= Petre Cameniță =

Petre Cameniță (5 November 1889 – 1962) was a Romanian major-general during World War II.

He was born in Poroina Mare, Mehedinți County in 1889 and graduated the Infantry Military School in 1911 with the rank of second lieutenant. In 1913 he participated in the Second Balkan War, and from 1916 he fought in World War I. From November 1918 to August 1919 he saw combat in the Hungarian–Romanian War. After the war he attended the Higher War School, graduating in 1921. Cameniță was promoted to lieutenant-colonel in 1929 and to colonel in 1935.
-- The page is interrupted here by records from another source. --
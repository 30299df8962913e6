//! Модуль для десериализации значений [`Value`] из бинарного формата.
//!
//! Каждое значение начинается с однобайтового тега. Декодер читает ровно
//! столько байт, сколько занимает значение, поэтому хвостовые нули после
//! выравнивания никогда не затрагиваются.

use std::io::Read;

use byteorder::{LittleEndian, ReadBytesExt};
use nvstore_error::{SerResult, SerializerError};

use super::{
    tags::TypeTag,
    value::{ticks_to_datetime, ticks_to_timespan},
    varint::read_varint,
    Registry, TypeTable, Value,
};

/// Верхняя граница ёмкости, резервируемой по недоверенной длине.
const MAX_PREALLOC: usize = 1024;

/// Контекст декодирования, передаваемый пользовательским кодекам.
pub struct Decoder<'a> {
    input: &'a mut dyn Read,
    table: &'a TypeTable,
    registry: &'a Registry,
    depth: usize,
    max_depth: usize,
}

impl<'a> Decoder<'a> {
    pub fn new<R: Read>(
        input: &'a mut R,
        table: &'a TypeTable,
        registry: &'a Registry,
        max_depth: usize,
    ) -> Self {
        Self {
            input,
            table,
            registry,
            depth: 0,
            max_depth,
        }
    }

    /// Сырой ввод для данных кодека.
    pub fn reader(&mut self) -> &mut dyn Read {
        &mut *self.input
    }

    pub fn read_varint(&mut self) -> SerResult<u32> {
        read_varint(&mut *self.input)
    }

    pub fn read_len(&mut self) -> SerResult<usize> {
        Ok(self.read_varint()? as usize)
    }

    pub fn read_str(&mut self) -> SerResult<String> {
        let len = self.read_len()?;
        let mut buf = Vec::with_capacity(len.min(MAX_PREALLOC * 64));
        (&mut *self.input)
            .take(len as u64)
            .read_to_end(&mut buf)?;
        if buf.len() != len {
            return Err(std::io::Error::from(std::io::ErrorKind::UnexpectedEof).into());
        }
        Ok(String::from_utf8(buf)?)
    }

    /// Читает индекс таблицы типов и разрешает его в имя.
    pub fn read_type_name(&mut self) -> SerResult<String> {
        let index = self.read_varint()?;
        self.table.resolve(index).map(str::to_string)
    }

    /// Читает одно тегированное значение, рекурсивно спускаясь в потомков.
    pub fn read_value(&mut self) -> SerResult<Value> {
        if self.depth >= self.max_depth {
            return Err(SerializerError::DepthLimit {
                limit: self.max_depth,
            });
        }
        self.depth += 1;
        let result = self.read_inner();
        self.depth -= 1;
        result
    }

    fn read_inner(&mut self) -> SerResult<Value> {
        let tag = TypeTag::try_from(self.input.read_u8()?)?;
        let value = match tag {
            TypeTag::Null => Value::Null,
            TypeTag::Bool => match self.input.read_u8()? {
                0 => Value::Bool(false),
                1 => Value::Bool(true),
                other => {
                    return Err(SerializerError::invalid_data(format!(
                        "invalid bool byte {other}"
                    )))
                }
            },
            TypeTag::Byte => Value::Byte(self.input.read_u8()?),
            TypeTag::Char => {
                let code = self.input.read_u32::<LittleEndian>()?;
                let c = char::from_u32(code).ok_or_else(|| {
                    SerializerError::invalid_data(format!("invalid char code 0x{code:X}"))
                })?;
                Value::Char(c)
            }
            TypeTag::Int16 => Value::Int16(self.input.read_i16::<LittleEndian>()?),
            TypeTag::Int32 => Value::Int32(self.input.read_i32::<LittleEndian>()?),
            TypeTag::Int64 => Value::Int64(self.input.read_i64::<LittleEndian>()?),
            TypeTag::UInt16 => Value::UInt16(self.input.read_u16::<LittleEndian>()?),
            TypeTag::UInt32 => Value::UInt32(self.input.read_u32::<LittleEndian>()?),
            TypeTag::UInt64 => Value::UInt64(self.input.read_u64::<LittleEndian>()?),
            TypeTag::Single => Value::Single(self.input.read_f32::<LittleEndian>()?),
            TypeTag::Double => Value::Double(self.input.read_f64::<LittleEndian>()?),
            TypeTag::String => Value::String(self.read_str()?),
            TypeTag::TimeSpan => {
                Value::TimeSpan(ticks_to_timespan(self.input.read_i64::<LittleEndian>()?))
            }
            TypeTag::DateTime => {
                Value::DateTime(ticks_to_datetime(self.input.read_i64::<LittleEndian>()?)?)
            }
            TypeTag::Tuple => {
                let type_name = self.read_type_name()?;
                let items = self.read_items()?;
                Value::Tuple { type_name, items }
            }
            TypeTag::Array => {
                let type_name = self.read_type_name()?;
                let items = self.read_items()?;
                Value::Array { type_name, items }
            }
            TypeTag::List => {
                let type_name = self.read_type_name()?;
                let items = self.read_items()?;
                Value::List { type_name, items }
            }
            TypeTag::Dictionary => {
                let type_name = self.read_type_name()?;
                let len = self.read_len()?;
                let mut entries = Vec::with_capacity(len.min(MAX_PREALLOC));
                for _ in 0..len {
                    let key = self.read_value()?;
                    let val = self.read_value()?;
                    entries.push((key, val));
                }
                Value::Dictionary { type_name, entries }
            }
            TypeTag::Enum => {
                let type_name = self.read_type_name()?;
                let value = self.read_value()?;
                if !value.is_integer() {
                    return Err(SerializerError::invalid_data(format!(
                        "enum {type_name} has non-integer underlying value {}",
                        value.kind()
                    )));
                }
                Value::Enum {
                    type_name,
                    value: Box::new(value),
                }
            }
            TypeTag::Custom => {
                let type_name = self.read_type_name()?;
                let registry = self.registry;
                let codec = registry.codec_for(&type_name).ok_or_else(|| {
                    SerializerError::MissingCustomDeserializer {
                        type_name: type_name.clone(),
                    }
                })?;
                codec.decode(&type_name, self)?
            }
            TypeTag::Auto => {
                let type_name = self.read_type_name()?;
                let plan = self.registry.object_plan(&type_name)?;
                let mut args = Vec::with_capacity(plan.arity());
                for _ in 0..plan.arity() {
                    args.push(self.read_value()?);
                }
                plan.construct(args)?
            }
        };
        Ok(value)
    }

    fn read_items(&mut self) -> SerResult<Vec<Value>> {
        let len = self.read_len()?;
        let mut items = Vec::with_capacity(len.min(MAX_PREALLOC));
        for _ in 0..len {
            items.push(self.read_value()?);
        }
        Ok(items)
    }
}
On 10 February 1938 he was named prefect of Argeș County. After the assassination of Prime Minister Armand Călinescu on 21 September 1939, he ordered the execution of three members of the Iron Guard from Pitești, whose bodies remained exposed in the Public Garden for two days. Subsequently, he sought to have a bust of Călinescu erected in Pitești, and donated 5,000 lei towards the fund established for this purpose, but the plans were abandoned once the National Legionary State came to power. On 10 September 1940, Cameniță was appointed to lead the General Directorate of Police and State Security by the government of Ion Antonescu. On 10 May 1941, in recognition of the role he played in defeating the Legionnaires' rebellion, Cameniță was promoted to the rank of brigadier general.

From June to September 1941, he was first Commanding Officer 1st Frontier Brigade and fought on the Eastern Front against the Soviet Union. From September 1941 to January 1942 he served as Deputy General Officer Commanding 21st Division. He was Commanding Officer Infantry 1st Guards Division and then Secretary-General to Under-Secretary of State of Land Forces in 1942. After the coup d'état of 23 August 1944, Romania switched sides and declared war on Nazi Germany. From September 1944 to January 1945 Cameniță served as General Officer Commanding the 18th Infantry Division. On 19 October 1944 he was promoted to major general. In 1945, he was first General Officer Commanding VI Corps and then General Officer Commanding 18th Division. Cameniță retired în March 1945. His awards include the Order of the Star of Romania, Officer rank, and the Order of St. Sava, 3rd grade.